An Agate Original
Thousands of cars zip between Duluth and Superior every day, crossing the St. Louis River on the busy Blatnik Bridge. Far below sits a flat, five-acre island poised in mid-channel between a massive coal dock on the Wisconsin side and Duluth’s wastewater treatment plant. In the summer, if you look down from the bridge, you may catch a glimpse of someone on the island, hard to see amid the chaos of thousands of white birds and their nests–most of them Ring-billed Gulls (Larus delawarensis) and a few Common Terns (Sterna hirundo). Fred Strand has spent his summers here for about fifty years, keeping an eye on those few terns.

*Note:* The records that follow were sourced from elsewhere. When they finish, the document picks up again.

//! Command-line front end for the SpotiRFID reader engine.
//!
//! ```sh
//! spotirfid check --config config.json
//! spotirfid simulate --config config.json --pending spotify:album:999
//! ```

use std::path::{Path, PathBuf};
use std::time::Duration;

use anyhow::{Context, bail};
use clap::{Parser, Subcommand, ValueEnum};
use tracing::info;
use tracing_subscriber::{layer::SubscriberExt, util::SubscriberInitExt};

use spotirfid_core::{AppConfig, AuthKey};
use spotirfid_hardware::mock::{MockIndicator, MockPicc, MockPiccHandle, SimulatedTag};
use spotirfid_rfid::{CardSession, StorageCodec};
use spotirfid_workflow::{MockRemote, ScanLoop, ScanOutcome, WorkflowState};

/// UID given to the simulated master tag.
const MASTER_TAG_UID: [u8; 4] = [0x04, 0x99, 0x88, 0x77];

#[derive(Parser)]
#[command(version, about, long_about = None)]
struct Cli {
    /// Log at debug level unless RUST_LOG is set
    #[arg(long, short = 'v', global = true)]
    verbose: bool,

    #[command(subcommand)]
    command: Command,
}

#[derive(Subcommand)]
enum Command {
    /// Validate a configuration file and print it
    Check {
        #[arg(long, short = 'c')]
        config: PathBuf,
    },
    /// Run a master, write and report cycle against a simulated reader
    Simulate {
        #[arg(long, short = 'c')]
        config: PathBuf,

        /// Value the remote service hands out for writing
        #[arg(long, short = 'p')]
        pending: Option<String>,

        /// Kind of tag to write to
        #[arg(long, value_enum, default_value_t = TagKind::Ultralight)]
        tag: TagKind,

        /// UID of the tag to write to, as hex
        #[arg(long, default_value = "04A1B2C3")]
        uid: String,

        /// Key A programmed on the simulated tag, as hex
        #[arg(long)]
        tag_key: Option<String>,
    },
}

#[derive(Clone, Copy, ValueEnum)]
enum TagKind {
    Ultralight,
    Classic,
}

impl TagKind {
    fn tag(self, uid: Vec<u8>) -> SimulatedTag {
        match self {
            TagKind::Ultralight => SimulatedTag::ultralight(uid),
            TagKind::Classic => SimulatedTag::classic_1k(uid),
        }
    }
}

fn parse_hex(text: &str) -> anyhow::Result<Vec<u8>> {
    let text = text.trim();
    if !text.is_ascii() {
        bail!("hex string {text:?} contains non-ASCII characters");
    }
    if text.len() % 2 != 0 {
        bail!("hex string {text:?} has an odd number of digits");
    }
    (0..text.len())
        .step_by(2)
        .map(|i| {
            u8::from_str_radix(&text[i..i + 2], 16)
                .with_context(|| format!("invalid hex digits in {text:?}"))
        })
        .collect()
}

fn parse_key(text: &str) -> anyhow::Result<AuthKey> {
    let bytes = parse_hex(text)?;
    let key: [u8; 6] = bytes
        .try_into()
        .map_err(|_| anyhow::anyhow!("key must be 6 bytes"))?;
    Ok(AuthKey::new(key))
}

fn init_tracing(verbose: bool) {
    let default_filter = if verbose { "spotirfid=debug" } else { "spotirfid=info" };
    tracing_subscriber::registry()
        .with(
            tracing_subscriber::EnvFilter::try_from_default_env()
                .unwrap_or_else(|_| default_filter.into()),
        )
        .with(tracing_subscriber::fmt::layer())
        .init();
}

fn check(path: &Path) -> anyhow::Result<()> {
    let mut config = AppConfig::load(path)
        .with_context(|| format!("invalid configuration {}", path.display()))?;
    if !config.wifi.password.is_empty() {
        config.wifi.password = "********".to_string();
    }

    println!("{}", serde_json::to_string_pretty(&config)?);
    println!("Configuration OK");
    Ok(())
}

/// Take the tag out of the field after `delay`, then present it again after `delay`.
fn lift_and_replace(field: &MockPiccHandle, delay: Duration) {
    let field = field.clone();
    tokio::spawn(async move {
        tokio::time::sleep(delay).await;
        if let Some(tag) = field.remove() {
            info!("Simulated tag lifted from reader");
            tokio::time::sleep(delay).await;
            field.present(tag);
            info!("Simulated tag presented again");
        }
    });
}

async fn simulate(
    path: &Path,
    pending: Option<String>,
    kind: TagKind,
    uid: &str,
    tag_key: Option<&str>,
) -> anyhow::Result<()> {
    let config = AppConfig::load(path)
        .with_context(|| format!("invalid configuration {}", path.display()))?;
    let marker = config.master_marker()?;
    let timing = config.session_timing();
    let uid = parse_hex(uid)?;

    let mut target = kind.tag(uid);
    if let Some(key) = tag_key {
        target = target.with_key(parse_key(key)?);
    }

    let (chip, field) = MockPicc::new();
    let mut session = CardSession::new(chip, timing);
    session.init().await.context("reader did not initialize")?;

    let mut remote = MockRemote::new(config.worker.reader_id.clone());
    remote.set_pending_value(pending);

    let indicator = MockIndicator::new();
    let mut scan_loop = ScanLoop::new(session, StorageCodec::default(), remote, indicator.clone());
    let mut state = WorkflowState::new(marker);

    info!(pins = ?config.rfid, led = config.led_pin, "Simulated reader ready");

    let master = kind
        .tag(MASTER_TAG_UID.to_vec())
        .with_user_data(config.master_tag_id.as_bytes());
    field.present(master);
    let outcome = scan_loop.run_iteration(&mut state).await;
    println!("master tag:   {outcome:?}");
    field.remove();

    field.present(target);
    lift_and_replace(&field, timing.removal_timeout / 4);
    let outcome = scan_loop.run_iteration(&mut state).await;
    println!("write cycle:  {outcome:?}");

    let mut outcome = ScanOutcome::NoCard;
    let deadline = tokio::time::Instant::now() + timing.removal_timeout;
    while outcome == ScanOutcome::NoCard && tokio::time::Instant::now() < deadline {
        outcome = scan_loop.run_iteration(&mut state).await;
    }
    println!("next scan:    {outcome:?}");

    println!("mode:         {}", state.mode());
    println!("indicator on: {}", indicator.is_on());
    for request in scan_loop.remote().requests() {
        println!("POST {}", request.to_json()?);
    }
    Ok(())
}

#[tokio::main]
async fn main() -> anyhow::Result<()> {
    let cli = Cli::parse();
    init_tracing(cli.verbose);

    match cli.command {
        Command::Check { config } => check(&config),
        Command::Simulate {
            config,
            pending,
            tag,
            uid,
            tag_key,
        } => simulate(&config, pending, tag, &uid, tag_key.as_deref()).await,
    }
}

And this past summer, if you looked closely, you may have noticed a surprising change in the island.
Working among the birds—counting and banding—is neither easy nor particularly pleasant. Strand and his colleagues wear hard hats to protect their skulls from sharp beaks. “Earlier in my career, we used to wear baseball caps, and the terns can strike hard enough that they’ll draw blood from your head through the baseball cap,” Strand says. “The backs of your ears often get pecked, because the hard hat doesn’t cover them. And when you use binoculars, your little pinkies stand up, and they’ll peck those. They’re very precise. They make their living catching small fish, so they’ve got to be very precise.”
Beaks aren’t the only danger. Workers often come away covered in bird poop and half-digested fish. And the chicks frequently regurgitate their food. “The young grow very rapidly, they eat a lot, and many times the fish is bigger than they can completely swallow at one time, so regurgitation is probably a way for them to avoid getting bogged down with the tail of a fish that hasn’t been fully digested sticking partway out of their mouth.”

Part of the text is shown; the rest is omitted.